Swell of satellite experts question accuracy and reliability, while major news headlines praise the satellite company.

Which got us to ask the question; what if the company providing the most important relied detail in the search; Inmarsat satellite, could still have made mistakes? We quickly began to investigate this and stumbled upon a bunch of experts in satellite and mobile consulting like Palo Alto USA based TMF Associates and others on the ‘net. Chatting it up in forums were other engineers, physicists, former aviation experts, and mobile technology experts who had lots of things that seemed to challenge what we were reading in the headlines. And at times, contradict immediately what we were reading in the news. As we read more and more reports of questions posed by experts , some of them were shocking and contradicting some of the constant barrage of headlines to congratulate the satellite company for its “groundbreaking math” in finding the supposed final location of Flight MH370. With details about technology we would need to seek out the experts . The most obvious question posed there by the experts was about those arcs many were seeing on television reports and in newspapers.

What if they are wrong? Satellite Company Inmarsat reversed position on where MH370 plane flight may be

PIng Data created by Inmarsat shows their calculated probable arc where missing flight MH370 may have been located at 8:11, but where are the arcs for earlier ping times?

Missing Information: We were told where the plane was at 8:11 AM, but where is the ping data showing where it was at 7:11, 6:11 AM, 5:11 AM, 4:11 AM, 3:11 AM, 2:11 AM? One of the first questions brought up by experts was ‘where is the ping data from the other hourly intervals?

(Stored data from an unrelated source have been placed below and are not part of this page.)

//! Coordinator state machine
//!
//! ```text
//! Idle -> Loading -> Idle                    (refresh)
//! Idle -> Mutating -> Loading -> Idle        (create / delete / bulk delete)
//! any failure ----------------> Idle
//! ```

use std::fmt;
use tokio::sync::watch;

/// What the coordinator is doing right now
#[derive(Debug, Clone, Copy, PartialEq, Eq, Hash, Default)]
pub enum EngineState {
    /// Nothing in flight; commands are accepted
    #[default]
    Idle,
    /// Catalogs and relationships are being fetched
    Loading,
    /// A create/delete command is in flight
    Mutating,
}

impl EngineState {
    /// Convert to string representation
    pub fn as_str(&self) -> &'static str {
        match self {
            EngineState::Idle => "idle",
            EngineState::Loading => "loading",
            EngineState::Mutating => "mutating",
        }
    }

    /// True when a new command may start
    pub fn is_idle(&self) -> bool {
        matches!(self, EngineState::Idle)
    }
}

impl fmt::Display for EngineState {
    fn fmt(&self, f: &mut fmt::Formatter<'_>) -> fmt::Result {
        f.write_str(self.as_str())
    }
}

/// Holds the machine out of `Idle` for one command
///
/// Dropping the guard returns the machine to `Idle`, including when the
/// command future is dropped mid-flight.
pub(crate) struct PhaseGuard<'a> {
    state: &'a watch::Sender<EngineState>,
}

impl<'a> PhaseGuard<'a> {
    /// Move from `Idle` to `phase`, or report the state that blocked it
    pub(crate) fn begin(
        state: &'a watch::Sender<EngineState>,
        phase: EngineState,
    ) -> Result<Self, EngineState> {
        let mut blocked_by = EngineState::Idle;
        let admitted = state.send_if_modified(|current| {
            if current.is_idle() {
                *current = phase;
                true
            } else {
                blocked_by = *current;
                false
            }
        });

        if admitted {
            Ok(Self { state })
        } else {
            Err(blocked_by)
        }
    }

    /// Move to the next phase of the same command
    pub(crate) fn advance(&self, phase: EngineState) {
        self.state.send_replace(phase);
    }
}

impl Drop for PhaseGuard<'_> {
    fn drop(&mut self) {
        self.state.send_replace(EngineState::Idle);
    }
}
//! Error types for the Syllabus SDK.

use syllabus_domain::ApiError;
use thiserror::Error;

/// Structured error codes the server may attach to a duplicate rejection
const DUPLICATE_CODES: &[&str] = &["duplicate", "already_exists", "conflict"];

/// SDK operation errors
#[derive(Debug, Error)]
pub enum SdkError {
    /// Connection error (network, DNS, timeout, etc.)
    #[error("Connection error: {0}")]
    ConnectionError(String),

    /// The server answered with a non-success status
    #[error("HTTP {status}: {message}")]
    HttpError {
        /// HTTP status code
        status: u16,
        /// Message extracted from the error body
        message: String,
        /// Structured error code, when the body carried one
        code: Option<String>,
    },

    /// The response body could not be decoded
    #[error("Invalid response body: {0}")]
    DecodeError(String),

    /// Client configuration is unusable
    #[error("Invalid configuration: {0}")]
    ConfigError(String),
}

impl SdkError {
    /// True when the server flagged the request as a duplicate via status or code
    pub fn is_duplicate(&self) -> bool {
        match self {
            SdkError::HttpError { status, code, .. } => {
                *status == 409
                    || code
                        .as_deref()
                        .map(|c| DUPLICATE_CODES.contains(&c.to_ascii_lowercase().as_str()))
                        .unwrap_or(false)
            }
            _ => false,
        }
    }
}

impl From<reqwest::Error> for SdkError {
    fn from(e: reqwest::Error) -> Self {
        if e.is_decode() {
            SdkError::DecodeError(e.to_string())
        } else if e.is_builder() {
            SdkError::ConfigError(e.to_string())
        } else if e.is_status() {
            match e.status() {
                Some(status) => SdkError::HttpError {
                    status: status.as_u16(),
                    message: e.to_string(),
                    code: None,
                },
                None => SdkError::ConnectionError(e.to_string()),
            }
        } else {
            // connect, timeout, request and body errors: no usable server answer
            SdkError::ConnectionError(e.to_string())
        }
    }
}

impl From<serde_json::Error> for SdkError {
    fn from(e: serde_json::Error) -> Self {
        SdkError::DecodeError(format!("JSON parsing error: {}", e))
    }
}

impl From<SdkError> for ApiError {
    fn from(e: SdkError) -> Self {
        if e.is_duplicate() {
            let message = match e {
                SdkError::HttpError { message, .. } => message,
                other => other.to_string(),
            };
            return ApiError::Duplicate(message);
        }

        match e {
            SdkError::ConnectionError(msg) => ApiError::Network(msg),
            SdkError::HttpError {
                status: 404,
                message,
                ..
            } => ApiError::NotFound(message),
            SdkError::HttpError {
                status: 400 | 422,
                message,
                ..
            } => ApiError::Validation(message),
            SdkError::HttpError { message, .. } => ApiError::Remote(message),
            other @ (SdkError::DecodeError(_) | SdkError::ConfigError(_)) => {
                ApiError::Remote(other.to_string())
            }
        }
    }
}

#[cfg(test)]
mod tests {
    use super::*;

    fn http(status: u16, message: &str, code: Option<&str>) -> SdkError {
        SdkError::HttpError {
            status,
            message: message.to_string(),
            code: code.map(str::to_string),
        }
    }

    #[test]
    fn test_conflict_status_is_duplicate() {
        let err: ApiError = http(409, "exists", None).into();
        assert_eq!(err, ApiError::Duplicate("exists".to_string()));
    }

    #[test]
    fn test_duplicate_code_wins_over_status() {
        let err: ApiError = http(400, "bad", Some("ALREADY_EXISTS")).into();
        assert_eq!(err, ApiError::Duplicate("bad".to_string()));
    }

    #[test]
    fn test_status_mapping() {
        assert_eq!(
            ApiError::from(http(404, "gone", None)),
            ApiError::NotFound("gone".to_string())
        );
        assert_eq!(
            ApiError::from(http(422, "bad notes", None)),
            ApiError::Validation("bad notes".to_string())
        );
        assert_eq!(
            ApiError::from(http(500, "boom", None)),
            ApiError::Remote("boom".to_string())
        );
    }

    #[test]
    fn test_connection_is_network() {
        let err: ApiError = SdkError::ConnectionError("refused".into()).into();
        assert_eq!(err, ApiError::Network("refused".to_string()));
    }

    #[test]
    fn test_decode_is_remote() {
        let err: ApiError = SdkError::DecodeError("eof".into()).into();
        assert!(matches!(err, ApiError::Remote(m) if m.contains("eof")));
    }
}
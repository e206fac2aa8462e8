//! In-memory stand-in for the remote learning-matrix API

#![allow(dead_code)]

use std::sync::atomic::{AtomicBool, AtomicUsize, Ordering};
use std::sync::{Arc, Mutex};
use syllabus_domain::{
    ApiError, Course, CourseId, LearningMatrixApi, NewRelationship, Relationship, RelationshipId,
    Specialty, SpecialtyId, Subject,
};
use syllabus_engine::{MatrixCoordinator, MatrixSettings};
use tokio::sync::Notify;
use tracing_subscriber::EnvFilter;

/// Duplicate message in the shape the real server sends with a 400
pub const DUPLICATE_MESSAGE: &str =
    "Relationship already exists for this course, specialty and subject";

#[derive(Default)]
struct Records {
    relationships: Vec<Relationship>,
    next_id: usize,
}

/// Fake API with server-side triple uniqueness, call counters and
/// failure injection
#[derive(Default)]
pub struct FakeApi {
    courses: Vec<Course>,
    subjects: Vec<Subject>,
    specialties: Vec<Specialty>,
    records: Mutex<Records>,
    offline: AtomicBool,
    lists_fail: AtomicBool,
    structured_conflicts: AtomicBool,
    create_gate: Mutex<Option<Arc<Notify>>>,

    pub list_calls: AtomicUsize,
    pub create_calls: AtomicUsize,
    pub delete_calls: AtomicUsize,
    pub bulk_delete_calls: AtomicUsize,
}

impl FakeApi {
    /// Two courses, three subjects, three specialties, no relationships
    pub fn seeded() -> Self {
        Self {
            courses: vec![Course::new("c1", "Medicine"), Course::new("c2", "Nursing")],
            subjects: vec![
                Subject::new("math", "Mathematics", 4.0, 60.0),
                Subject::new("phys", "Physics", 3.0, 60.0),
                Subject::new("chem", "Chemistry", 3.0, 55.0),
            ],
            specialties: vec![
                Specialty::new("cardio", "Cardiology"),
                Specialty::new("neuro", "Neurology"),
                Specialty::new("derm", "Dermatology"),
            ],
            ..Self::default()
        }
    }

    /// Seed an existing relationship directly into the server store
    pub fn insert(&self, course: &str, subject: &str, specialty: &str) -> RelationshipId {
        let mut records = self.records.lock().unwrap();
        records.next_id += 1;
        let id = RelationshipId::new(format!("r{}", records.next_id));
        records.relationships.push(Relationship::new(
            id.clone(),
            course,
            subject,
            specialty,
            None,
        ));
        id
    }

    /// Remove a relationship behind the coordinator's back
    pub fn remove_externally(&self, id: &RelationshipId) {
        self.records
            .lock()
            .unwrap()
            .relationships
            .retain(|r| &r.id != id);
    }

    /// Number of relationships on the server
    pub fn stored(&self) -> usize {
        self.records.lock().unwrap().relationships.len()
    }

    /// Every call fails with a transport error while set
    pub fn set_offline(&self, offline: bool) {
        self.offline.store(offline, Ordering::SeqCst);
    }

    /// Only list calls fail (with a server error) while set
    pub fn set_lists_failing(&self, failing: bool) {
        self.lists_fail.store(failing, Ordering::SeqCst);
    }

    /// Report duplicates with a structured conflict instead of free text
    pub fn set_structured_conflicts(&self, structured: bool) {
        self.structured_conflicts.store(structured, Ordering::SeqCst);
    }

    /// Hold every create call until the returned handle is notified
    pub fn gate_creates(&self) -> Arc<Notify> {
        let gate = Arc::new(Notify::new());
        *self.create_gate.lock().unwrap() = Some(Arc::clone(&gate));
        gate
    }

    fn check_online(&self) -> Result<(), ApiError> {
        if self.offline.load(Ordering::SeqCst) {
            return Err(ApiError::Network("connection refused".to_string()));
        }
        Ok(())
    }

    fn check_list(&self) -> Result<(), ApiError> {
        self.check_online()?;
        if self.lists_fail.load(Ordering::SeqCst) {
            return Err(ApiError::Remote("Internal Server Error".to_string()));
        }
        Ok(())
    }
}

impl LearningMatrixApi for FakeApi {
    async fn list_relationships(&self) -> Result<Vec<Relationship>, ApiError> {
        self.list_calls.fetch_add(1, Ordering::SeqCst);
        self.check_list()?;
        Ok(self.records.lock().unwrap().relationships.clone())
    }

    async fn list_courses(&self) -> Result<Vec<Course>, ApiError> {
        self.check_list()?;
        Ok(self.courses.clone())
    }

    async fn list_subjects(&self) -> Result<Vec<Subject>, ApiError> {
        self.check_list()?;
        Ok(self.subjects.clone())
    }

    async fn list_specialties(&self) -> Result<Vec<Specialty>, ApiError> {
        self.check_list()?;
        Ok(self.specialties.clone())
    }

    async fn create_relationship(
        &self,
        relationship: &NewRelationship,
    ) -> Result<Relationship, ApiError> {
        self.create_calls.fetch_add(1, Ordering::SeqCst);
        let gate = self.create_gate.lock().unwrap().clone();
        if let Some(gate) = gate {
            gate.notified().await;
        }
        self.check_online()?;

        let mut records = self.records.lock().unwrap();
        let exists = records.relationships.iter().any(|r| {
            r.links(
                &relationship.course_id,
                &relationship.specialty_id,
                &relationship.subject_id,
            )
        });
        if exists {
            return Err(if self.structured_conflicts.load(Ordering::SeqCst) {
                ApiError::Duplicate("conflict".to_string())
            } else {
                ApiError::Validation(DUPLICATE_MESSAGE.to_string())
            });
        }

        records.next_id += 1;
        let created = Relationship {
            id: RelationshipId::new(format!("r{}", records.next_id)),
            course_id: relationship.course_id.clone(),
            subject_id: relationship.subject_id.clone(),
            specialty_id: relationship.specialty_id.clone(),
            notes: relationship.notes.clone(),
        };
        records.relationships.push(created.clone());
        Ok(created)
    }

    async fn delete_relationship(&self, id: &RelationshipId) -> Result<(), ApiError> {
        self.delete_calls.fetch_add(1, Ordering::SeqCst);
        self.check_online()?;

        let mut records = self.records.lock().unwrap();
        let before = records.relationships.len();
        records.relationships.retain(|r| &r.id != id);
        if records.relationships.len() == before {
            return Err(ApiError::NotFound(format!("Relationship {} not found", id)));
        }
        Ok(())
    }

    async fn delete_all_relationships_for_specialty(
        &self,
        course_id: &CourseId,
        specialty_id: &SpecialtyId,
    ) -> Result<(), ApiError> {
        self.bulk_delete_calls.fetch_add(1, Ordering::SeqCst);
        self.check_online()?;

        self.records
            .lock()
            .unwrap()
            .relationships
            .retain(|r| !(&r.course_id == course_id && &r.specialty_id == specialty_id));
        Ok(())
    }
}

/// Route coordinator logs to the test output; `RUST_LOG=debug` shows refreshes
pub fn init_tracing() {
    let _ = tracing_subscriber::fmt()
        .with_env_filter(EnvFilter::from_default_env())
        .with_test_writer()
        .try_init();
}

/// Coordinator over a seeded fake with default settings
pub fn coordinator() -> MatrixCoordinator<FakeApi> {
    init_tracing();
    MatrixCoordinator::new(FakeApi::seeded(), MatrixSettings::default())
}
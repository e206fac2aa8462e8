//! Relationship store and reference catalogs, as last fetched
//!
//! The snapshot is replaced wholesale; it is never merged or patched.
//! Each install carries the generation of the refresh that produced it and
//! older generations are refused, so a late response cannot overwrite a
//! newer one.

use std::sync::Arc;
use syllabus_domain::{Catalogs, CourseId, Relationship, SpecialtyId};

/// Everything fetched by one refresh
#[derive(Debug, Clone, Default, PartialEq)]
pub struct Snapshot {
    /// Every relationship across all courses
    pub relationships: Vec<Relationship>,

    /// Course, subject and specialty catalogs
    pub catalogs: Catalogs,
}

impl Snapshot {
    /// Relationships of one specialty within one course
    pub fn relationships_for_specialty(
        &self,
        course_id: &CourseId,
        specialty_id: &SpecialtyId,
    ) -> Vec<Relationship> {
        self.relationships
            .iter()
            .filter(|r| &r.course_id == course_id && &r.specialty_id == specialty_id)
            .cloned()
            .collect()
    }
}

/// Holder of the current snapshot and the generation it came from
#[derive(Debug, Default)]
pub(crate) struct SnapshotStore {
    snapshot: Arc<Snapshot>,
    generation: u64,
}

impl SnapshotStore {
    /// Current snapshot
    pub(crate) fn current(&self) -> Arc<Snapshot> {
        Arc::clone(&self.snapshot)
    }

    /// Generation of the current snapshot (0 before the first install)
    pub(crate) fn generation(&self) -> u64 {
        self.generation
    }

    /// Install `snapshot` unless a same-or-newer generation is already held
    pub(crate) fn install(&mut self, generation: u64, snapshot: Snapshot) -> bool {
        if generation <= self.generation {
            return false;
        }
        self.snapshot = Arc::new(snapshot);
        self.generation = generation;
        true
    }
}
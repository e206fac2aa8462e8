//! Syllabus Engine
//!
//! Owns the relationship store behind the Learning Matrix and serializes every
//! change to it.
//!
//! # Overview
//!
//! The coordinator fetches relationships and the course, subject and specialty
//! catalogs, builds the matrix for the selected course, and applies user
//! commands (link, unlink, clear a specialty) against the remote API. It never
//! edits the matrix locally: each successful mutation is followed by a full
//! refresh, and the matrix is rebuilt from what the server returned.
//!
//! # Architecture
//!
//! ```text
//! command → validate → Mutating → remote call → Loading → refresh → rebuild → Idle
//! ```
//!
//! # Key Features
//!
//! - **Single writer**: commands are admitted one at a time, others get `Busy`
//! - **Last write wins**: refresh responses carry a generation; older ones are dropped
//! - **Duplicate detection**: structured conflict codes and free-text markers
//! - **Typed errors**: one user-facing category per failure kind
//!
//! # Example Usage
//!
//! ```no_run
//! use syllabus_engine::{EngineConfig, MatrixCoordinator};
//!
//! # async fn example() -> Result<(), Box<dyn std::error::Error>> {
//! let coordinator = MatrixCoordinator::from_config(EngineConfig::load(None)?)?;
//! coordinator.refresh().await?;
//!
//! for subject in coordinator.ranked_subjects() {
//!     println!("{}", subject.name);
//! }
//! # Ok(())
//! # }
//! ```

#![warn(missing_docs)]

mod config;
mod coordinator;
mod error;
mod metrics;
mod state;
mod store;

pub use config::{ConfigError, EngineConfig, MatrixSettings, ENV_API_TIMEOUT, ENV_API_URL};
pub use coordinator::MatrixCoordinator;
pub use error::{EngineError, ErrorCategory};
pub use metrics::EngineMetrics;
pub use state::EngineState;
pub use store::Snapshot;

If the final arc could give us the location of where the plane ended up; ping data and plot points could be shown for every hour before going back to 1 :19 AM when the plane went off radar. And these plot points when put together could give us some of the possible locations of where the plane flew from So where is that data? This seemed to fly right over the head of the media and journalists, it seemed no one asked this question. But not the engineers and consultants in satellite aviation. They were outright appalled that this data was missing and no one in the media or the world was asking ‘where is that data? Certainly knowing where the plane had been for hours before and its path could tell us lots of details for an investigation that has theories from suicide, terrorism, hijacking and even mechanical error being question. So plotting out where the plane had just been for hours seems logical to be an important bit of information that is right out in plain sight as missing. A few newspapers including the Washington Post apparently inadvertently drew in other arc circles to demonstrate these pings at other hours and even on CNN a demonstration incorrectly implied that many circles and arcs being drawn were from the previous ping data from previous hours Not true says many satellite experts since this data to this date has been shown to the media or to the public.

The math formula may be right but if one shred of input data is incorrect, the plane could be actually thousands of miles away.

This already happened to Inmarsat when they admitted had missed critical assumptions in their original data calculations and plotted that the plane could be as far away as Kazakhstan or as south as nearly Antarctica. Now that is one wide range in the first place when you are pinpointing a location of a 777 plane and narrow it down to a stretch on an arc of several thousand miles. Once Inmarsat dug deeper with their engineers they looked over things and realized they had left out a few variables, they changed the public statement. The plane could not be thousands of miles up on the arc in Central Asia, it was south back thousands of miles off the coast of Australia.

Data is information points that construct a math formula. You can have the correct math but if the data varying like speed you get a different answer every time speed changes. If we want to calculate signal speed from a satellite, we know that light waves travel at 186,000 miles per hour. In 1/1000 light travels 1860 miles, just about the distance from the satellite to Malaysia. so if a ping takes 2/1000 of a second that means the satellite is half the distance away.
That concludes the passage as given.